Health Justice in Action
For second-year medical students, Health Justice Week meant heading to Capitol Hill to advocate on behalf of causes they are passionate about. Cathy Mackey (M’18) was part of a group that advocated for the Childhood Cancer Survivorship, Treatment, Access and Research (STAR) Act (H.R. 3381). The legislation aims to advance funding for childhood cancer research and treatments as well as provide resources for survivors and their families.
“The act would create a biorepository where childhood cancer specimens and samples will be studied,” said Mackey. “Childhood cancers are very different from adult cancers most of the time, so we need to know more.”
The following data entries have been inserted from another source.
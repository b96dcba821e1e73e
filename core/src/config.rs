//! Render configuration for layout and resource limits.
//!
//! This module provides [`RenderConfig`] for controlling output layout and
//! the recursion limit that protects the renderer from very deep trees.
//!
//! # Example
//!
//! ```ignore
//! use unparser_core::config::RenderConfig;
//!
//! // Two-space indentation, recursion depth 256
//! let config = RenderConfig::default();
//!
//! // Tabs, deeper trees
//! let config = RenderConfig::new()
//!     .with_tabs()
//!     .with_max_recursion_depth(1024);
//! ```

use crate::Error;

/// Configuration for rendering layout and resource limits.
///
/// # Default Values
///
/// | Setting | Default |
/// |---------|---------|
/// | `max_recursion_depth` | 256 |
/// | `indent_width` | 2 |
/// | `use_tabs` | `false` |
#[cfg_attr(feature = "serde", derive(serde::Serialize, serde::Deserialize))]
#[cfg_attr(feature = "serde", serde(default))]
#[derive(Debug, Clone, Copy, PartialEq, Eq)]
pub struct RenderConfig {
    /// Maximum allowed recursion depth.
    ///
    /// Each rendered node nests one level deeper than its parent. If the
    /// depth exceeds this limit, rendering fails with
    /// [`Error::RecursionLimitExceeded`].
    pub max_recursion_depth: usize,

    /// Spaces per indentation level when `use_tabs` is off.
    pub indent_width: usize,

    /// Indent with one tab per level instead of spaces.
    pub use_tabs: bool,
}

impl Default for RenderConfig {
    #[inline]
    fn default() -> Self {
        Self::DEFAULT
    }
}

impl RenderConfig {
    /// Default configuration, usable in const contexts.
    pub const DEFAULT: Self = Self {
        max_recursion_depth: 256,
        indent_width: 2,
        use_tabs: false,
    };

    /// Creates a new configuration with default values.
    #[inline]
    pub const fn new() -> Self {
        Self::DEFAULT
    }

    /// Sets the maximum recursion depth.
    ///
    /// # Arguments
    ///
    /// * `depth` - Maximum nesting level. Use `usize::MAX` to disable the limit.
    #[inline]
    pub const fn with_max_recursion_depth(mut self, depth: usize) -> Self {
        self.max_recursion_depth = depth;
        self
    }

    /// Sets the number of spaces per indentation level.
    #[inline]
    pub const fn with_indent_width(mut self, width: usize) -> Self {
        self.indent_width = width;
        self
    }

    /// Indents with tabs.
    #[inline]
    pub const fn with_tabs(mut self) -> Self {
        self.use_tabs = true;
        self
    }

    /// Disables the recursion limit.
    ///
    /// # Warning
    ///
    /// Only use this for trees from a trusted parser; a deep enough tree
    /// will overflow the stack.
    #[inline]
    pub const fn disable_recursion_limit(self) -> Self {
        self.with_max_recursion_depth(usize::MAX)
    }
}

/// Tracks recursion depth during rendering.
///
/// Pairs with [`RenderConfig`], which provides the limit.
///
/// # Example
///
/// ```ignore
/// fn visit(&mut self, node: &Node) -> Result<(), Error> {
///     self.depth.enter(self.config.max_recursion_depth)?;
///     let result = self.render(node);
///     self.depth.exit();
///     result
/// }
/// ```
#[derive(Debug, Clone, Copy, Default)]
pub struct RecursionGuard {
    depth: usize,
}

impl RecursionGuard {
    /// Creates a new guard with depth 0.
    #[inline]
    pub const fn new() -> Self {
        Self { depth: 0 }
    }

    /// Current recursion depth.
    #[inline]
    pub const fn depth(&self) -> usize {
        self.depth
    }

    /// Enter a nested node, incrementing depth.
    ///
    /// Returns `Err(Error::RecursionLimitExceeded)` if the new depth would
    /// exceed `limit`. The depth stays incremented either way, so every
    /// `enter` must be paired with an `exit`.
    #[inline]
    pub fn enter(&mut self, limit: usize) -> Result<(), Error> {
        self.depth = self.depth.saturating_add(1);
        if self.depth > limit {
            Err(Error::RecursionLimitExceeded {
                depth: self.depth,
                limit,
            })
        } else {
            Ok(())
        }
    }

    /// Leave a nested node, decrementing depth.
    ///
    /// Uses saturating subtraction so extra `exit()` calls don't underflow.
    #[inline]
    pub fn exit(&mut self) {
        self.depth = self.depth.saturating_sub(1);
    }
}

#[cfg(test)]
mod tests {
    use super::*;

    #[test]
    fn test_render_config_defaults() {
        let config = RenderConfig::default();
        assert_eq!(config.max_recursion_depth, 256);
        assert_eq!(config.indent_width, 2);
        assert!(!config.use_tabs);
    }

    #[test]
    fn test_render_config_builder() {
        let config = RenderConfig::new()
            .with_max_recursion_depth(64)
            .with_indent_width(4)
            .with_tabs();

        assert_eq!(config.max_recursion_depth, 64);
        assert_eq!(config.indent_width, 4);
        assert!(config.use_tabs);
    }

    #[test]
    fn test_render_config_disable_recursion() {
        let config = RenderConfig::new().disable_recursion_limit();
        assert_eq!(config.max_recursion_depth, usize::MAX);
    }

    #[test]
    fn test_recursion_guard_basic() {
        let mut guard = RecursionGuard::new();
        assert_eq!(guard.depth(), 0);

        guard.enter(16).unwrap();
        guard.enter(16).unwrap();
        assert_eq!(guard.depth(), 2);

        guard.exit();
        assert_eq!(guard.depth(), 1);
    }

    #[test]
    fn test_recursion_guard_limit_exceeded() {
        let mut guard = RecursionGuard::new();

        for _ in 0..3 {
            guard.enter(3).unwrap();
        }

        let result = guard.enter(3);
        assert!(matches!(
            result,
            Err(Error::RecursionLimitExceeded { depth: 4, limit: 3 })
        ));
    }

    #[test]
    fn test_recursion_guard_exit_saturates() {
        let mut guard = RecursionGuard::new();
        guard.exit();
        guard.exit();
        assert_eq!(guard.depth(), 0);
    }

    #[test]
    fn test_recursion_guard_failed_enter_still_pairs_with_exit() {
        let mut guard = RecursionGuard::new();
        guard.enter(1).unwrap();
        assert!(guard.enter(1).is_err());
        guard.exit();
        guard.exit();
        assert_eq!(guard.depth(), 0);
    }
}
Mackey said her team got started by reaching out to their own representatives. “I’m from New York, and we had individuals from Pennsylvania, New Jersey and Ohio, so we reached out where we were constituents,” she said. “And we were able to set up three meetings to tell these representatives about how great this bill is and ask them to support it. “
Mackey’s group also asked the representatives to join the Childhood Cancer Caucus, which introduced the Childhood Cancer STAR Act.
Despite never having lobbied Congress before, Mackey found the process “relatively easy” and said she and her classmates would likely return to the Hill throughout their careers.
“The great thing about the Health Justice Track at Georgetown is that it gives us this forum in which we can really learn how to be advocates for our patients, not just in the hospital or the clinic, but in the real world,” she said.
Health Justice Scholars in Fellowship
Fourth-year Health Justice Scholars closed out the week with their Advocacy Project poster presentations. Some scholars, including Versha Patel (M’16), choose their Advocacy Project topic early in their medical school careers.
“My classmate and I paired up my first year of medical school to do a project on the HPV vaccine, so this was just a continuation of something that had sparked my interest early on,” she said.
Patel’s research, titled “Why My Son?” examines gender disparities in the uptake of the HPV vaccine. Though it is usually associated with cervical cancer, HPV can cause genital warts and other types of cancer in both males and females. Patel and her team pinpointed social, medical and policy barriers keeping boys from getting vaccinated.
“One of the most interesting things we found was that parents are a big barrier keeping boys from getting the vaccine. They either thought that their sons weren’t at risk or didn’t want to face the thought of their child becoming sexually active,” said Patel.
The team ultimately recommended increased education around the HPV vaccine and suggested modifying media outreach and advertising to reflect the reality about boys and HPV.
Other presentations ranged from the study of beliefs about end-of-life care in the Washington, D.C., African-American community to vision screening and barriers to care in D.C. public school students.
“It was so nice to get together in fellowship with others who are committed to health justice and to delve into the diverse and important topics that there are in health justice,” said Patel.